That's where the book fair comes in. The biggest annual event in Somaliland, drawing 11,000 attendees this year, it's an advertisement for a republic that showcases itself as a kind of "anti-Somalia." Whereas Mogadishu, Somalia's capital, is beset by terrorist attacks, Hargeisa is peaceful. You can drink tea in an outdoor cafe until three in the morning because of strong community policing.

The book fair also represents an attempt to encourage Somalis to read and write in the Somali language. Somali is a major language — spoken by 15 million people — but the fair's founders argue that speaking alone can't bind a people scattered around the world as well as literature can.

At times it seems that the fair has been almost too successful at opening the writing tap. In the audience at the book fair, I met 18-year-old Farah Dayaxweer, a college student in Hargeisa who tells me she just finished writing her third book about the role of women in Islam. Her seatmate, 16-year-old Roda Hassan, is already composing the second volume of a motivational trilogy for youth — with advice gleaned mainly from her mom. (I'm guessing it must be good advice — Hassan scored third-best in Somaliland on her high school exams and was the top-scoring girl.)

It's not just the new authors who aspire to be onstage. The prize-winning Somali author Nuruddin Farah, whose books have been translated into 20 languages, was only this year translated into his own, native Somali, thanks to a joint effort by the author and the Hargeisa Cultural Centre.

Feedh Qalloocan, the Somali translation of Farah's novel From a Crooked Rib, was released this summer. The novel is written from the perspective of a Somali teenage girl who flees an arranged marriage. It was published, in English, in 1970, when Somali did not even have an official written language.

Farah, who was born and raised in the area that is now Somaliland, was exiled from Somalia in 1976 by the then-military dictatorship. He didn't return home for two decades, during which time he secured his reputation as the pre-eminent English-language Somali novelist. He now lives in Minnesota and South Africa.

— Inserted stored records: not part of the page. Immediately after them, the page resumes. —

//! Integration tests for the relaymq broker
//!
//! These tests run the real TCP server and speak MQTT to it over sockets.

use std::net::SocketAddr;
use std::sync::Arc;
use std::time::Duration;

use bytes::{Bytes, BytesMut};
use pretty_assertions::assert_eq;
use tokio::io::{AsyncReadExt, AsyncWriteExt};
use tokio::net::{TcpListener, TcpStream};
use tokio::sync::mpsc;
use tokio::time::timeout;

use relaymq::broker::{Broker, BrokerConfig};
use relaymq::cluster::{ClusterConfig, ClusterLinks};
use relaymq::codec::{Encoder, PacketFramer};
use relaymq::protocol::{
    ConnAck, Connect, Disconnect, Packet, Properties, ProtocolVersion, PubAck, PubComp, PubRec,
    PubRel, Publish, QoS, ReasonCode, Subscribe, SubscribeFilter, SubscriptionOptions, Will,
};

const RECV_TIMEOUT: Duration = Duration::from_secs(5);

async fn start_broker(config: BrokerConfig) -> (Arc<Broker>, SocketAddr) {
    let broker = Arc::new(Broker::new(config));
    let addr = serve(broker.clone()).await;
    (broker, addr)
}

async fn serve(broker: Arc<Broker>) -> SocketAddr {
    let listener = TcpListener::bind("127.0.0.1:0").await.unwrap();
    let addr = listener.local_addr().unwrap();
    tokio::spawn(broker.serve(listener));
    addr
}

/// Helper struct for MQTT client operations in tests
struct TestClient {
    stream: TcpStream,
    encoder: Encoder,
    framer: PacketFramer,
    pending: Vec<Packet>,
}

impl TestClient {
    async fn open(addr: SocketAddr, version: ProtocolVersion) -> Self {
        let stream = TcpStream::connect(addr).await.expect("Failed to connect");
        let mut framer = PacketFramer::default();
        framer.pin(version);
        Self {
            stream,
            encoder: Encoder::new(version),
            framer,
            pending: Vec::new(),
        }
    }

    async fn connect(addr: SocketAddr, connect: Connect) -> (Self, ConnAck) {
        let mut client = Self::open(addr, connect.protocol_version).await;
        client.send(&Packet::Connect(Box::new(connect))).await;
        match client.recv().await {
            Some(Packet::ConnAck(ack)) => (client, ack),
            other => panic!("Expected CONNACK, got {:?}", other),
        }
    }

    async fn send(&mut self, packet: &Packet) {
        let mut buf = BytesMut::new();
        self.encoder.encode(packet, &mut buf).expect("Failed to encode");
        self.stream.write_all(&buf).await.expect("Failed to write");
    }

    async fn send_raw(&mut self, bytes: &[u8]) {
        self.stream.write_all(bytes).await.expect("Failed to write");
    }

    /// Next packet, or `None` on close or timeout
    async fn recv(&mut self) -> Option<Packet> {
        self.recv_within(RECV_TIMEOUT).await
    }

    async fn recv_within(&mut self, limit: Duration) -> Option<Packet> {
        let deadline = tokio::time::Instant::now() + limit;
        let mut buf = vec![0u8; 4096];
        loop {
            if !self.pending.is_empty() {
                return Some(self.pending.remove(0));
            }
            let read = tokio::time::timeout_at(deadline, self.stream.read(&mut buf)).await;
            match read {
                Ok(Ok(n)) if n > 0 => {
                    self.pending.extend(self.framer.feed(&buf[..n]).expect("Bad frame"));
                }
                _ => return None,
            }
        }
    }

    async fn recv_publish(&mut self) -> Publish {
        match self.recv().await {
            Some(Packet::Publish(publish)) => publish,
            other => panic!("Expected PUBLISH, got {:?}", other),
        }
    }

    async fn subscribe(&mut self, filter: &str, qos: QoS) {
        let subscribe = Subscribe {
            packet_id: 1,
            filters: vec![SubscribeFilter {
                filter: filter.to_string(),
                options: SubscriptionOptions {
                    qos,
                    ..Default::default()
                },
            }],
            properties: Properties::default(),
        };
        self.send(&Packet::Subscribe(subscribe)).await;
        match self.recv().await {
            Some(Packet::SubAck(ack)) => {
                assert_eq!(ack.reason_codes, vec![ReasonCode::granted(qos)]);
            }
            other => panic!("Expected SUBACK, got {:?}", other),
        }
    }

    async fn publish(&mut self, topic: &str, payload: &'static [u8], qos: QoS, retain: bool) {
        let publish = Publish {
            qos,
            retain,
            topic: Arc::from(topic),
            packet_id: (qos != QoS::AtMostOnce).then_some(1),
            payload: Bytes::from_static(payload),
            ..Default::default()
        };
        self.send(&Packet::Publish(publish)).await;
    }

    async fn disconnect(mut self) {
        self.send(&Packet::Disconnect(Disconnect::new(ReasonCode::Success)))
            .await;
    }
}

fn connect(version: ProtocolVersion, client_id: &str) -> Connect {
    Connect {
        protocol_version: version,
        client_id: client_id.to_string(),
        ..Default::default()
    }
}

async fn wait_until(mut check: impl FnMut() -> bool) {
    for _ in 0..100 {
        if check() {
            return;
        }
        tokio::time::sleep(Duration::from_millis(20)).await;
    }
    panic!("condition not reached");
}

#[tokio::test]
async fn test_connect_both_generations() {
    let (broker, addr) = start_broker(BrokerConfig::default()).await;

    let (_v5, ack) = TestClient::connect(addr, connect(ProtocolVersion::V5, "v5")).await;
    assert_eq!(ack.reason_code, ReasonCode::Success);
    assert!(!ack.session_present);

    let (_v311, ack) = TestClient::connect(addr, connect(ProtocolVersion::V311, "v311")).await;
    assert_eq!(ack.reason_code, ReasonCode::Success);

    wait_until(|| broker.connection_count() == 2).await;
}

#[tokio::test]
async fn test_unsupported_protocol_level_refused() {
    let (_broker, addr) = start_broker(BrokerConfig::default()).await;
    let mut client = TestClient::open(addr, ProtocolVersion::V311).await;

    // CONNECT with protocol level 6
    client
        .send_raw(&[
            0x10, 13, 0x00, 0x04, b'M', b'Q', b'T', b'T', 0x06, 0x02, 0x00, 0x3C, 0x00, 0x01,
            b'c',
        ])
        .await;
    match client.recv().await {
        Some(Packet::ConnAck(ack)) => {
            assert_eq!(ack.reason_code, ReasonCode::UnsupportedProtocolVersion)
        }
        other => panic!("Expected CONNACK, got {:?}", other),
    }
    assert!(client.recv().await.is_none());
}

#[tokio::test]
async fn test_publish_between_generations() {
    let (_broker, addr) = start_broker(BrokerConfig::default()).await;

    let (mut sub, _) = TestClient::connect(addr, connect(ProtocolVersion::V311, "sub")).await;
    sub.subscribe("sensors/+/temp", QoS::AtLeastOnce).await;

    let (mut publisher, _) = TestClient::connect(addr, connect(ProtocolVersion::V5, "pub")).await;
    publisher
        .publish("sensors/kitchen/temp", b"21.5", QoS::AtLeastOnce, false)
        .await;
    assert_eq!(
        publisher.recv().await,
        Some(Packet::PubAck(PubAck::new(1)))
    );

    let received = sub.recv_publish().await;
    assert_eq!(&*received.topic, "sensors/kitchen/temp");
    assert_eq!(&received.payload[..], b"21.5");
    assert_eq!(received.qos, QoS::AtLeastOnce);
    let packet_id = received.packet_id.unwrap();
    sub.send(&Packet::PubAck(PubAck::new(packet_id))).await;
}

#[tokio::test]
async fn test_qos2_end_to_end() {
    let (_broker, addr) = start_broker(BrokerConfig::default()).await;

    let (mut sub, _) = TestClient::connect(addr, connect(ProtocolVersion::V5, "sub")).await;
    sub.subscribe("orders", QoS::ExactlyOnce).await;
    let (mut publisher, _) = TestClient::connect(addr, connect(ProtocolVersion::V5, "pub")).await;

    publisher.publish("orders", b"#1", QoS::ExactlyOnce, false).await;
    assert_eq!(publisher.recv().await, Some(Packet::PubRec(PubRec::new(1))));
    publisher.send(&Packet::PubRel(PubRel::new(1))).await;
    assert_eq!(
        publisher.recv().await,
        Some(Packet::PubComp(PubComp::new(1)))
    );

    let received = sub.recv_publish().await;
    assert_eq!(received.qos, QoS::ExactlyOnce);
    let packet_id = received.packet_id.unwrap();
    sub.send(&Packet::PubRec(PubRec::new(packet_id))).await;
    assert_eq!(sub.recv().await, Some(Packet::PubRel(PubRel::new(packet_id))));
    sub.send(&Packet::PubComp(PubComp::new(packet_id))).await;
}

#[tokio::test]
async fn test_retained_message_for_late_subscriber() {
    let (broker, addr) = start_broker(BrokerConfig::default()).await;

    let (mut publisher, _) = TestClient::connect(addr, connect(ProtocolVersion::V5, "pub")).await;
    publisher.publish("config/mode", b"eco", QoS::AtMostOnce, true).await;
    publisher.disconnect().await;
    wait_until(|| broker.retained_count() == 1).await;

    let (mut late, _) = TestClient::connect(addr, connect(ProtocolVersion::V5, "late")).await;
    late.subscribe("config/#", QoS::AtLeastOnce).await;
    let received = late.recv_publish().await;
    assert!(received.retain);
    assert_eq!(&received.payload[..], b"eco");
}

#[tokio::test]
async fn test_will_on_abrupt_close() {
    let (_broker, addr) = start_broker(BrokerConfig::default()).await;

    let (mut watcher, _) = TestClient::connect(addr, connect(ProtocolVersion::V5, "watcher")).await;
    watcher.subscribe("status/+", QoS::AtMostOnce).await;

    let mut with_will = connect(ProtocolVersion::V311, "device");
    with_will.will = Some(Will {
        topic: Arc::from("status/device"),
        payload: Bytes::from_static(b"offline"),
        qos: QoS::AtMostOnce,
        retain: false,
        properties: Properties::default(),
    });
    let (device, _) = TestClient::connect(addr, with_will).await;
    drop(device);

    let will = watcher.recv_publish().await;
    assert_eq!(&*will.topic, "status/device");
    assert_eq!(&will.payload[..], b"offline");
}

#[tokio::test]
async fn test_session_takeover_over_tcp() {
    let (_broker, addr) = start_broker(BrokerConfig::default()).await;

    let (mut first, _) = TestClient::connect(addr, connect(ProtocolVersion::V5, "dup")).await;
    let (_second, ack) = TestClient::connect(addr, connect(ProtocolVersion::V5, "dup")).await;
    assert_eq!(ack.reason_code, ReasonCode::Success);

    assert_eq!(
        first.recv().await,
        Some(Packet::Disconnect(Disconnect::new(ReasonCode::SessionTakenOver)))
    );
    assert!(first.recv().await.is_none());
}

#[tokio::test]
async fn test_ping() {
    let (_broker, addr) = start_broker(BrokerConfig::default()).await;
    let (mut client, _) = TestClient::connect(addr, connect(ProtocolVersion::V5, "pinger")).await;
    client.send(&Packet::PingReq).await;
    assert_eq!(client.recv().await, Some(Packet::PingResp));
}

#[tokio::test]
async fn test_keep_alive_timeout_closes_connection() {
    let config = BrokerConfig {
        tick_interval: Duration::from_millis(50),
        ..Default::default()
    };
    let (_broker, addr) = start_broker(config).await;

    let mut idle = connect(ProtocolVersion::V5, "idle");
    idle.keep_alive = 1;
    let (mut client, _) = TestClient::connect(addr, idle).await;
    assert_eq!(
        client.recv_within(Duration::from_secs(4)).await,
        Some(Packet::Disconnect(Disconnect::new(ReasonCode::KeepAliveTimeout)))
    );
}

#[tokio::test]
async fn test_connect_timeout() {
    let config = BrokerConfig {
        connect_timeout: Duration::from_millis(100),
        ..Default::default()
    };
    let (_broker, addr) = start_broker(config).await;
    let mut silent = TestClient::open(addr, ProtocolVersion::V5).await;
    let closed = timeout(Duration::from_secs(2), silent.recv()).await;
    assert!(matches!(closed, Ok(None)));
}

#[tokio::test]
async fn test_shutdown_disconnects_clients() {
    let (broker, addr) = start_broker(BrokerConfig::default()).await;
    let (mut client, _) = TestClient::connect(addr, connect(ProtocolVersion::V5, "c1")).await;
    wait_until(|| broker.connection_count() == 1).await;

    broker.shutdown(std::time::Instant::now());
    assert_eq!(
        client.recv().await,
        Some(Packet::Disconnect(Disconnect::new(ReasonCode::ServerShuttingDown)))
    );
}

#[tokio::test]
async fn test_cluster_relays_publishes_and_retained() {
    // Bind both cluster listeners first so each node knows the other's address
    let listener_a = TcpListener::bind("127.0.0.1:0").await.unwrap();
    let listener_b = TcpListener::bind("127.0.0.1:0").await.unwrap();
    let cluster_a = listener_a.local_addr().unwrap();
    let cluster_b = listener_b.local_addr().unwrap();

    let node = |node_id: &str, peer: SocketAddr| {
        let (tx, rx) = mpsc::unbounded_channel();
        let broker = Arc::new(
            Broker::new(BrokerConfig {
                node_id: node_id.to_string(),
                ..Default::default()
            })
            .with_replication(tx),
        );
        let cluster = ClusterConfig {
            enabled: true,
            node_id: Some(node_id.to_string()),
            peers: vec![peer.to_string()],
            reconnect_min: Duration::from_millis(50),
            reconnect_max: Duration::from_millis(200),
            ..Default::default()
        };
        (broker.clone(), ClusterLinks::new(cluster, broker), rx)
    };
    let (broker_a, links_a, rx_a) = node("a", cluster_b);
    let (broker_b, links_b, rx_b) = node("b", cluster_a);

    // Retained before the link is up travels in the snapshot
    let (mut early, _) = TestClient::connect(
        serve(broker_a.clone()).await,
        connect(ProtocolVersion::V5, "early"),
    )
    .await;
    early.publish("fleet/config", b"v1", QoS::AtMostOnce, true).await;
    wait_until(|| broker_a.retained_count() == 1).await;

    links_a.start_with_listener(listener_a, rx_a);
    links_b.start_with_listener(listener_b, rx_b);
    wait_until(|| links_a.connected_peers() == 1 && links_b.connected_peers() == 1).await;
    wait_until(|| broker_b.retained_count() == 1).await;

    let addr_b = serve(broker_b.clone()).await;
    let (mut sub, _) = TestClient::connect(addr_b, connect(ProtocolVersion::V5, "sub")).await;
    sub.subscribe("fleet/#", QoS::AtMostOnce).await;
    let retained = sub.recv_publish().await;
    assert_eq!(&retained.payload[..], b"v1");

    early.publish("fleet/truck1", b"moving", QoS::AtMostOnce, false).await;
    let relayed = sub.recv_publish().await;
    assert_eq!(&*relayed.topic, "fleet/truck1");
    assert_eq!(&relayed.payload[..], b"moving");

    // Delivered once: b does not relay a relayed message back to a
    assert!(sub.recv_within(Duration::from_millis(300)).await.is_none());
}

His Somali translator, Abdisalem Hereri, says that the author's international appeal made crafting his Somali version a challenge. "Nuruddin tries to tell the rest of the world about Somali culture, and what he sees as [its] weaknesses," he says. If literature is a glue that can bind a displaced society, it's also a window to peer through to that society's failings. Hereri says that "to translate that back into Somali, for Somalis, wasn't easy."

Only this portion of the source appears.